3. All investments of reserve fund shall be specially marked as 'reserve fund investment' and shall be shown separately in the annual balance sheets. The reserve fund deposits at every level shall carry the maximum rate of interest which a Central Bank or apex bank pays on fixed deposits for longest period or three per cent., whichever is higher. No part of the reserve fund deposits shall be drawn without the previous sanction of the Registrar, in the case of apex bank, Central Banks and large-sized societies and in the case of other primary societies without the permission of the Deputy Registrars. Such approval can be given when the amount is either required to meet losses, or when the society is to be wound up. These eventualities will, however, be very rare".
Obviously, as per the above instructions, no part of the reserve fund can be utilised as working capital nor can any part of the reserve fund deposits be withdrawn except with the permission of the Registrar to meet losses or at the time of winding up and not otherwise. In the circumstances, the revenue contends that the securities relating to the reserve fund can never be considered to be the circulating or working capital of the bank or its stock-in-trade to qualify for exception under section 81 or the Income-tax Act.

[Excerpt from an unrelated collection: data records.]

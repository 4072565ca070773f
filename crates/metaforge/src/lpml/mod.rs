//! LPML tag parser.
//!
//! LPML is the loose tag language agents use to request tool calls inside
//! otherwise free-form text:
//!
//! ```text
//! I'll add a heading.
//! <edit_file path="index.html" start="3" end="3" mode="replace">
//! <h1>Hello</h1>
//! </edit_file>
//! <finish>Added the heading.</finish>
//! ```
//!
//! The parser is tag soup tolerant: unclosed elements are closed implicitly,
//! stray end tags survive as text, and backtick spans, `<!-- -->` comments
//! and `<!...>` declarations are never read as markup.
//!
//! - [`parse`] - Parse text into a tree of [`Node`]s
//! - [`parse_document`] - Same, also returning recovery warnings
//! - [`ParseOptions`] - Text trimming and excluded (raw-body) tags

mod node;
mod parser;

pub use node::{Element, Node};
pub use parser::{Document, ParseOptions, ParseWarning, parse, parse_document};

In so far as interest on provident fund deposits is concerned, admittedly, the same was included in the profit and loss account of the bank. It appears from the observations in paragraph 11 of the appellate order of the Tribunal that even the assessee's counsel found it difficult to justify the claim and said that it ought not to have been included in the profit and loss account of the bank since it belonged to the provident fund as the bank was merely holding those deposits as trustees. The Tribunal did not examine this contention, and in our opinion rightly, since the same was not agitated before the authorities below and no foundation was laid for the same. The tribunal held that since the interest earned therefrom was included in the profit and loss account of the assessee and was shown as earnings, it was liable to tax since it did not form part of the assessee's stock-in-trade or circulating capital and could not, therefore, be described as income from the business of banking to qualify for exemption. The Tribunal, therefore, held that this income was liable to tax. Mr. Salve, learned senior counsel for the assessee with his usual fairness stated that in the absence of the foundational facts the Tribunal was justified in refusing to examine the contention of the assessee's counsel and he was not in a position to assail the Tribunal's approach. He, therefore, did not press the contention under this head. We are, therefore, left with the first contention only, namely, whether interest on Government securities earned by the assessee is exempt from tax under section 81 of the Income-tax Act.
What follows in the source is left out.